### Problem to solve
Your answer must be an exact copy of every record below.

### Data extract
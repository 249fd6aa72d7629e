//! Aligned plain-text tables

use crate::output::{format_event_date, format_event_time, format_timestamp};
use console::{measure_text_width, pad_str, truncate_str, Alignment};
use eventmanager_api_client::models::{EventData, RegistrationData, ReminderData};

const MAX_CELL_WIDTH: usize = 32;
const COLUMN_GAP: &str = "  ";

/// A table of text cells with a header row
#[derive(Debug, Clone, Default)]
pub struct Table {
    headers: Vec<String>,
    rows: Vec<Vec<String>>,
}

impl Table {
    /// Create a table with the given column headers
    #[must_use]
    pub fn new<I, S>(headers: I) -> Self
    where
        I: IntoIterator<Item = S>,
        S: Into<String>,
    {
        Self {
            headers: headers.into_iter().map(Into::into).collect(),
            rows: Vec::new(),
        }
    }

    /// Append a row; long cells are shortened with an ellipsis
    pub fn push_row<I, S>(&mut self, cells: I)
    where
        I: IntoIterator<Item = S>,
        S: Into<String>,
    {
        let row = cells
            .into_iter()
            .map(|c| truncate_str(&c.into(), MAX_CELL_WIDTH, "…").into_owned())
            .collect();
        self.rows.push(row);
    }

    /// Number of data rows
    #[must_use]
    pub fn len(&self) -> usize {
        self.rows.len()
    }

    /// Whether there are no data rows
    #[must_use]
    pub fn is_empty(&self) -> bool {
        self.rows.is_empty()
    }

    /// Render with every column padded to its widest cell
    #[must_use]
    pub fn render(&self) -> String {
        let mut widths: Vec<usize> = self.headers.iter().map(|h| measure_text_width(h)).collect();
        for row in &self.rows {
            for (i, cell) in row.iter().enumerate() {
                let width = measure_text_width(cell);
                match widths.get_mut(i) {
                    Some(w) => *w = (*w).max(width),
                    None => widths.push(width),
                }
            }
        }

        let line = |cells: &[String]| {
            cells
                .iter()
                .zip(&widths)
                .map(|(cell, &width)| pad_str(cell, width, Alignment::Left, None).into_owned())
                .collect::<Vec<_>>()
                .join(COLUMN_GAP)
                .trim_end()
                .to_string()
        };

        let mut out = line(&self.headers);
        out.push('\n');
        let rule: Vec<String> = widths.iter().map(|&w| "─".repeat(w)).collect();
        out.push_str(&rule.join(COLUMN_GAP));
        for row in &self.rows {
            out.push('\n');
            out.push_str(&line(row));
        }
        out
    }
}

/// Events as a table, or a friendly line when there are none
#[must_use]
pub fn events_table(events: &[EventData]) -> String {
    if events.is_empty() {
        return "No events found".to_string();
    }

    let mut table = Table::new(["ID", "TITLE", "DATE", "TIME", "LOCATION", "CATEGORY", "SEATS"]);
    for event in events {
        let seats = if event.is_full {
            "full".to_string()
        } else {
            format!("{}/{}", event.seats_left(), event.max_participants)
        };
        let title = if event.is_registered {
            format!("{} *", event.title)
        } else {
            event.title.clone()
        };
        table.push_row([
            event.id.to_string(),
            title,
            format_event_date(&event.date),
            format_event_time(&event.time),
            event.location.clone(),
            event.category.display_name().to_string(),
            seats,
        ]);
    }
    table.render()
}

/// The user's registrations as a table
#[must_use]
pub fn registrations_table(registrations: &[RegistrationData]) -> String {
    if registrations.is_empty() {
        return "No registrations found".to_string();
    }

    let mut table = Table::new(["EVENT", "TITLE", "DATE", "TIME", "LOCATION", "REGISTERED"]);
    for registration in registrations {
        table.push_row([
            registration.event.to_string(),
            registration.event_title.clone(),
            format_event_date(&registration.event_date),
            format_event_time(&registration.event_time),
            registration.event_location.clone(),
            registration
                .registered_at
                .as_deref()
                .map_or_else(String::new, format_timestamp),
        ]);
    }
    table.render()
}

/// The user's reminders as a table
#[must_use]
pub fn reminders_table(reminders: &[ReminderData]) -> String {
    if reminders.is_empty() {
        return "No reminders found".to_string();
    }

    let mut table = Table::new(["EVENT", "TITLE", "DATE", "TIME", "REMIND AT"]);
    for reminder in reminders {
        table.push_row([
            reminder.event.to_string(),
            reminder.event_title.clone(),
            format_event_date(&reminder.event_date),
            format_event_time(&reminder.event_time),
            format_timestamp(&reminder.remind_at),
        ]);
    }
    table.render()
}

#[cfg(test)]
mod tests {
    use super::*;
    use eventmanager_api_client::models::Category;

    fn event(id: i64, title: &str, registered: i64) -> EventData {
        EventData {
            id,
            title: title.to_string(),
            description: String::new(),
            date: "2025-12-15".to_string(),
            time: "14:00:00".to_string(),
            location: "Main Hall".to_string(),
            category: Category::Seminar,
            created_by: None,
            created_by_name: None,
            max_participants: 50,
            registered_count: registered,
            is_full: registered >= 50,
            is_active: true,
            is_registered: false,
            has_reminder: false,
            created_at: None,
        }
    }

    #[test]
    fn test_columns_are_aligned() {
        let mut table = Table::new(["ID", "NAME"]);
        table.push_row(["1", "Short"]);
        table.push_row(["100", "A longer name"]);
        let rendered = table.render();
        let lines: Vec<_> = rendered.lines().collect();
        assert_eq!(lines[0], "ID   NAME");
        assert_eq!(lines[2], "1    Short");
        assert_eq!(lines[3], "100  A longer name");
        assert_eq!(table.len(), 2);
    }

    #[test]
    fn test_long_cells_truncated() {
        let mut table = Table::new(["TITLE"]);
        table.push_row(["x".repeat(80)]);
        let last = table.render().lines().last().unwrap().to_string();
        assert_eq!(measure_text_width(&last), MAX_CELL_WIDTH);
        assert!(last.ends_with('…'));
    }

    #[test]
    fn test_events_table() {
        let rendered = events_table(&[event(1, "AI Seminar", 10), event(2, "Career Fair", 50)]);
        assert!(rendered.contains("Dec 15, 2025"));
        assert!(rendered.contains("2:00 PM"));
        assert!(rendered.contains("40/50"));
        assert!(rendered.contains("full"));
        assert!(rendered.contains("Seminar"));
    }

    #[test]
    fn test_empty_lists() {
        assert_eq!(events_table(&[]), "No events found");
        assert_eq!(registrations_table(&[]), "No registrations found");
        assert_eq!(reminders_table(&[]), "No reminders found");
    }
}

### Your solution
repository 249fd6aa72d7629e
//! Aligned plain-text tables

use crate::output::{format_event_date, format_event_time, format_timestamp};
use console::{measure_text_width, pad_str, truncate_str, Alignment};
use eventmanager_api_client::models::{EventData, RegistrationData, ReminderData};

const MAX_CELL_WIDTH: usize = 32;
const COLUMN_GAP: &str = "  ";

/// A table of text cells with a header row
#[derive(Debug, Clone, Default)]
pub struct Table {
    headers: Vec<String>,
    rows: Vec<Vec<String>>,
}

impl Table {
    /// Create a table with the given column headers
    #[must_use]
    pub fn new<I, S>(headers: I) -> Self
    where
        I: IntoIterator<Item = S>,
        S: Into<String>,
    {
        Self {
            headers: headers.into_iter().map(Into::into).collect(),
            rows: Vec::new(),
        }
    }

    /// Append a row; long cells are shortened with an ellipsis
    pub fn push_row<I, S>(&mut self, cells: I)
    where
        I: IntoIterator<Item = S>,
        S: Into<String>,
    {
        let row = cells
            .into_iter()
            .map(|c| truncate_str(&c.into(), MAX_CELL_WIDTH, "…").into_owned())
            .collect();
        self.rows.push(row);
    }

    /// Number of data rows
    #[must_use]
    pub fn len(&self) -> usize {
        self.rows.len()
    }

    /// Whether there are no data rows
    #[must_use]
    pub fn is_empty(&self) -> bool {
        self.rows.is_empty()
    }

    /// Render with every column padded to its widest cell
    #[must_use]
    pub fn render(&self) -> String {
        let mut widths: Vec<usize> = self.headers.iter().map(|h| measure_text_width(h)).collect();
        for row in &self.rows {
            for (i, cell) in row.iter().enumerate() {
                let width = measure_text_width(cell);
                match widths.get_mut(i) {
                    Some(w) => *w = (*w).max(width),
                    None => widths.push(width),
                }
            }
        }

        let line = |cells: &[String]| {
            cells
                .iter()
                .zip(&widths)
                .map(|(cell, &width)| pad_str(cell, width, Alignment::Left, None).into_owned())
                .collect::<Vec<_>>()
                .join(COLUMN_GAP)
                .trim_end()
                .to_string()
        };

        let mut out = line(&self.headers);
        out.push('\n');
        let rule: Vec<String> = widths.iter().map(|&w| "─".repeat(w)).collect();
        out.push_str(&rule.join(COLUMN_GAP));
        for row in &self.rows {
            out.push('\n');
            out.push_str(&line(row));
        }
        out
    }
}

/// Events as a table, or a friendly line when there are none
#[must_use]
pub fn events_table(events: &[EventData]) -> String {
    if events.is_empty() {
        return "No events found".to_string();
    }

    let mut table = Table::new(["ID", "TITLE", "DATE", "TIME", "LOCATION", "CATEGORY", "SEATS"]);
    for event in events {
        let seats = if event.is_full {
            "full".to_string()
        } else {
            format!("{}/{}", event.seats_left(), event.max_participants)
        };
        let title = if event.is_registered {
            format!("{} *", event.title)
        } else {
            event.title.clone()
        };
        table.push_row([
            event.id.to_string(),
            title,
            format_event_date(&event.date),
            format_event_time(&event.time),
            event.location.clone(),
            event.category.display_name().to_string(),
            seats,
        ]);
    }
    table.render()
}

/// The user's registrations as a table
#[must_use]
pub fn registrations_table(registrations: &[RegistrationData]) -> String {
    if registrations.is_empty() {
        return "No registrations found".to_string();
    }

    let mut table = Table::new(["EVENT", "TITLE", "DATE", "TIME", "LOCATION", "REGISTERED"]);
    for registration in registrations {
        table.push_row([
            registration.event.to_string(),
            registration.event_title.clone(),
            format_event_date(&registration.event_date),
            format_event_time(&registration.event_time),
            registration.event_location.clone(),
            registration
                .registered_at
                .as_deref()
                .map_or_else(String::new, format_timestamp),
        ]);
    }
    table.render()
}

/// The user's reminders as a table
#[must_use]
pub fn reminders_table(reminders: &[ReminderData]) -> String {
    if reminders.is_empty() {
        return "No reminders found".to_string();
    }

    let mut table = Table::new(["EVENT", "TITLE", "DATE", "TIME", "REMIND AT"]);
    for reminder in reminders {
        table.push_row([
            reminder.event.to_string(),
            reminder.event_title.clone(),
            format_event_date(&reminder.event_date),
            format_event_time(&reminder.event_time),
            format_timestamp(&reminder.remind_at),
        ]);
    }
    table.render()
}

#[cfg(test)]
mod tests {
    use super::*;
    use eventmanager_api_client::models::Category;

    fn event(id: i64, title: &str, registered: i64) -> EventData {
        EventData {
            id,
            title: title.to_string(),
            description: String::new(),
            date: "2025-12-15".to_string(),
            time: "14:00:00".to_string(),
            location: "Main Hall".to_string(),
            category: Category::Seminar,
            created_by: None,
            created_by_name: None,
            max_participants: 50,
            registered_count: registered,
            is_full: registered >= 50,
            is_active: true,
            is_registered: false,
            has_reminder: false,
            created_at: None,
        }
    }

    #[test]
    fn test_columns_are_aligned() {
        let mut table = Table::new(["ID", "NAME"]);
        table.push_row(["1", "Short"]);
        table.push_row(["100", "A longer name"]);
        let rendered = table.render();
        let lines: Vec<_> = rendered.lines().collect();
        assert_eq!(lines[0], "ID   NAME");
        assert_eq!(lines[2], "1    Short");
        assert_eq!(lines[3], "100  A longer name");
        assert_eq!(table.len(), 2);
    }

    #[test]
    fn test_long_cells_truncated() {
        let mut table = Table::new(["TITLE"]);
        table.push_row(["x".repeat(80)]);
        let last = table.render().lines().last().unwrap().to_string();
        assert_eq!(measure_text_width(&last), MAX_CELL_WIDTH);
        assert!(last.ends_with('…'));
    }

    #[test]
    fn test_events_table() {
        let rendered = events_table(&[event(1, "AI Seminar", 10), event(2, "Career Fair", 50)]);
        assert!(rendered.contains("Dec 15, 2025"));
        assert!(rendered.contains("2:00 PM"));
        assert!(rendered.contains("40/50"));
        assert!(rendered.contains("full"));
        assert!(rendered.contains("Seminar"));
    }

    #[test]
    fn test_empty_lists() {
        assert_eq!(events_table(&[]), "No events found");
        assert_eq!(registrations_table(&[]), "No registrations found");
        assert_eq!(reminders_table(&[]), "No reminders found");
    }
}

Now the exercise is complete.